Nurse-Midwifery Specialty
The Nurse-Midwifery Specialty prepares students as competent midwives who provide family-centered primary health care. More now than ever, the need and demand for midwives is at an all-time high.
Our program is founded on a number of beliefs about health care for women and all persons. This includes the belief that all people have a right to safe and culturally respectful health care. Midwifery supports the normalcy of life processes through education, support, and safe clinical practice. Midwives can serve as advocates when needed and support the growth of client autonomy, empowering women and all persons to create health and wellness in their lives. Furthermore, the midwifery program supports health care delivery by a collaborative, multi-disciplinary, approach, which encourages continuity of care and satisfying health care relationships.

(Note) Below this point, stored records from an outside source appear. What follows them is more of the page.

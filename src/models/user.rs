// src/models/user.rs

use serde::{Deserialize, Serialize};
use sqlx::FromRow;
use validator::Validate;

/// Role of an account. Mapped to the Postgres enum `user_role`.
#[derive(Debug, Clone, Copy, PartialEq, Eq, Serialize, Deserialize, sqlx::Type)]
#[sqlx(type_name = "user_role", rename_all = "SCREAMING_SNAKE_CASE")]
#[serde(rename_all = "SCREAMING_SNAKE_CASE")]
pub enum UserRole {
    Admin,
    Auditor,
    User,
}

impl UserRole {
    /// Auditors and plain users always belong to a company.
    pub fn requires_company(self) -> bool {
        !matches!(self, UserRole::Admin)
    }
}

/// Represents the 'users' table in the database.
#[derive(Debug, Clone, FromRow, Serialize, Deserialize)]
pub struct User {
    pub id: i64,

    /// Unique login email.
    pub email: String,

    /// Argon2 password hash.
    /// Skipped during serialization to prevent leaking sensitive data.
    #[serde(skip)]
    pub password: String,

    pub full_name: Option<String>,

    pub role: UserRole,

    /// Inactive accounts cannot log in or call the API.
    pub is_active: bool,

    pub company_id: Option<i64>,

    pub created_at: chrono::DateTime<chrono::Utc>,
    pub updated_at: chrono::DateTime<chrono::Utc>,
}

/// Profile of the current user, including area assignments.
#[derive(Debug, Serialize)]
pub struct MeResponse {
    #[serde(flatten)]
    pub user: User,
    pub area_ids: Vec<i64>,
}

/// DTO for self-registration into an existing company.
#[derive(Debug, Deserialize, Validate)]
pub struct RegisterRequest {
    #[validate(email(message = "A valid email address is required."))]
    pub email: String,
    #[validate(length(
        min = 8,
        max = 128,
        message = "Password length must be between 8 and 128 characters."
    ))]
    pub password: String,
    #[validate(length(max = 255))]
    pub full_name: Option<String>,
    pub company_id: i64,
}

/// DTO for user login.
#[derive(Debug, Deserialize, Validate)]
pub struct LoginRequest {
    #[validate(length(min = 1, max = 255))]
    pub email: String,
    #[validate(length(min = 1, max = 128))]
    pub password: String,
}

/// DTO for Admin creating a user (can specify role).
#[derive(Debug, Deserialize, Validate)]
pub struct AdminCreateUserRequest {
    #[validate(email(message = "A valid email address is required."))]
    pub email: String,
    #[validate(length(
        min = 8,
        max = 128,
        message = "Password length must be between 8 and 128 characters."
    ))]
    pub password: String,
    #[validate(length(max = 255))]
    pub full_name: Option<String>,
    pub role: UserRole,
    pub company_id: Option<i64>,
}

/// DTO for updating a user. Fields are optional.
#[derive(Debug, Deserialize, Validate)]
pub struct AdminUpdateUserRequest {
    #[validate(email)]
    pub email: Option<String>,
    #[validate(length(min = 8, max = 128))]
    pub password: Option<String>,
    #[validate(length(max = 255))]
    pub full_name: Option<String>,
    pub role: Option<UserRole>,
    pub is_active: Option<bool>,
    pub company_id: Option<i64>,
}

/// DTO for a user editing their own profile. Role, company and activation
/// stay admin-only.
#[derive(Debug, Deserialize, Validate)]
pub struct UpdateMeRequest {
    #[validate(email(message = "A valid email address is required."))]
    pub email: Option<String>,
    #[validate(length(max = 255))]
    pub full_name: Option<String>,
}

#[derive(Debug, Deserialize, Validate)]
pub struct ChangePasswordRequest {
    #[validate(length(min = 1, max = 128))]
    pub current_password: String,
    #[validate(length(
        min = 8,
        max = 128,
        message = "Password length must be between 8 and 128 characters."
    ))]
    pub new_password: String,
}

#[cfg(test)]
mod tests {
    use super::*;
    use serde_json::json;

    #[test]
    fn only_admins_may_exist_without_a_company() {
        assert!(!UserRole::Admin.requires_company());
        assert!(UserRole::Auditor.requires_company());
        assert!(UserRole::User.requires_company());
    }

    #[test]
    fn register_rejects_bad_email_and_short_password() {
        let req: RegisterRequest = serde_json::from_value(json!({
            "email": "not-an-email",
            "password": "short",
            "company_id": 1
        }))
        .unwrap();
        let errors = req.validate().unwrap_err();
        let fields = errors.field_errors();
        assert!(fields.contains_key("email"));
        assert!(fields.contains_key("password"));
    }

    #[test]
    fn password_hash_is_never_serialized() {
        let now = chrono::Utc::now();
        let user = User {
            id: 7,
            email: "a@b.test".to_string(),
            password: "$argon2id$secret".to_string(),
            full_name: None,
            role: UserRole::Auditor,
            is_active: true,
            company_id: Some(1),
            created_at: now,
            updated_at: now,
        };
        let encoded = serde_json::to_value(&user).unwrap();
        assert!(encoded.get("password").is_none());
        assert_eq!(encoded["role"], "AUDITOR");
    }

    #[test]
    fn password_change_needs_a_long_enough_new_password() {
        let req: ChangePasswordRequest = serde_json::from_value(json!({
            "current_password": "old-password",
            "new_password": "short"
        }))
        .unwrap();
        let errors = req.validate().unwrap_err();
        assert!(errors.field_errors().contains_key("new_password"));

        let profile: UpdateMeRequest =
            serde_json::from_value(json!({"email": "nope"})).unwrap();
        assert!(profile.validate().is_err());
    }
}
// src/audit_types/registry.rs

use std::collections::BTreeMap;

use super::{AuditTypeDefinition, AuditTypeError, FiveSAudit, SecurityChecklistAudit};

/// Immutable map from audit type key to its definition.
///
/// Built once at startup and shared through the application state.
pub struct AuditTypeRegistry {
    definitions: BTreeMap<&'static str, Box<dyn AuditTypeDefinition>>,
}

impl AuditTypeRegistry {
    /// The audit types this service ships with.
    pub fn builtin() -> Self {
        let definitions: Vec<Box<dyn AuditTypeDefinition>> =
            vec![Box::new(FiveSAudit), Box::new(SecurityChecklistAudit)];
        Self::from_definitions(definitions)
    }

    pub fn from_definitions(definitions: Vec<Box<dyn AuditTypeDefinition>>) -> Self {
        let definitions = definitions
            .into_iter()
            .map(|definition| (definition.key(), definition))
            .collect();
        Self { definitions }
    }

    pub fn get(&self, key: &str) -> Option<&dyn AuditTypeDefinition> {
        self.definitions.get(key).map(|definition| definition.as_ref())
    }

    /// Like [`get`](Self::get) but turns a miss into an error callers can
    /// surface as a rejected request.
    pub fn resolve(&self, key: &str) -> Result<&dyn AuditTypeDefinition, AuditTypeError> {
        self.get(key)
            .ok_or_else(|| AuditTypeError::UnknownType(key.to_string()))
    }

    pub fn iter(&self) -> impl Iterator<Item = &dyn AuditTypeDefinition> {
        self.definitions.values().map(|definition| definition.as_ref())
    }

    pub fn len(&self) -> usize {
        self.definitions.len()
    }

    pub fn is_empty(&self) -> bool {
        self.definitions.is_empty()
    }
}

impl Default for AuditTypeRegistry {
    fn default() -> Self {
        Self::builtin()
    }
}

impl std::fmt::Debug for AuditTypeRegistry {
    fn fmt(&self, f: &mut std::fmt::Formatter<'_>) -> std::fmt::Result {
        f.debug_set().entries(self.definitions.keys()).finish()
    }
}

#[cfg(test)]
mod tests {
    use super::*;

    #[test]
    fn builtin_types_resolve_by_key() {
        let registry = AuditTypeRegistry::builtin();
        assert_eq!(registry.len(), 2);

        let five_s = registry.resolve("FIVE_S_AUDIT").unwrap();
        assert_eq!(five_s.name(), "5S Audit");

        let security = registry.resolve("SECURITY_CHECKLIST_AUDIT").unwrap();
        assert_eq!(security.name(), "Security Checklist Audit");
    }

    #[test]
    fn unknown_key_is_a_distinct_error() {
        let registry = AuditTypeRegistry::builtin();
        assert!(registry.get("BOGUS_TYPE").is_none());

        let err = registry.resolve("BOGUS_TYPE").err().unwrap();
        assert_eq!(err, AuditTypeError::UnknownType("BOGUS_TYPE".to_string()));
        assert_eq!(err.to_string(), "Invalid audit_type_definition_key 'BOGUS_TYPE'");
    }

    #[test]
    fn keys_are_case_sensitive() {
        let registry = AuditTypeRegistry::builtin();
        assert!(registry.get("five_s_audit").is_none());
    }

    #[test]
    fn listing_is_ordered_by_key() {
        let registry = AuditTypeRegistry::builtin();
        let keys: Vec<_> = registry.iter().map(|d| d.key()).collect();
        assert_eq!(keys, ["FIVE_S_AUDIT", "SECURITY_CHECKLIST_AUDIT"]);
    }
}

The midwifery profession is integral to the development of sound health care policies throughout the world, which affects the lives of women and their families. The program faculty provide leadership on local, national and international levels to promote health and wellness for women and all persons. The faculty assumes responsibility for maintenance of excellence in clinical practices and expanding knowledge through research and scholarly activities.
The Academic Experience
Yale School of Nursing is consistently ranked in the top ten masters’ in nursing programs in the U.S., and attracts students from all over the country, as well as international students, all with unique backgrounds and experiences. The classroom is enriched by students bringing in personal expertise from a variety of fields of study, prior careers, global experiences, all tied together with a passion for women and gender related health.
Course content is intended to not only prepare students to be knowledgeable in their specialty area and pass their board certification exams, but also to become compassionate, ethical, professional, well rounded health care leaders.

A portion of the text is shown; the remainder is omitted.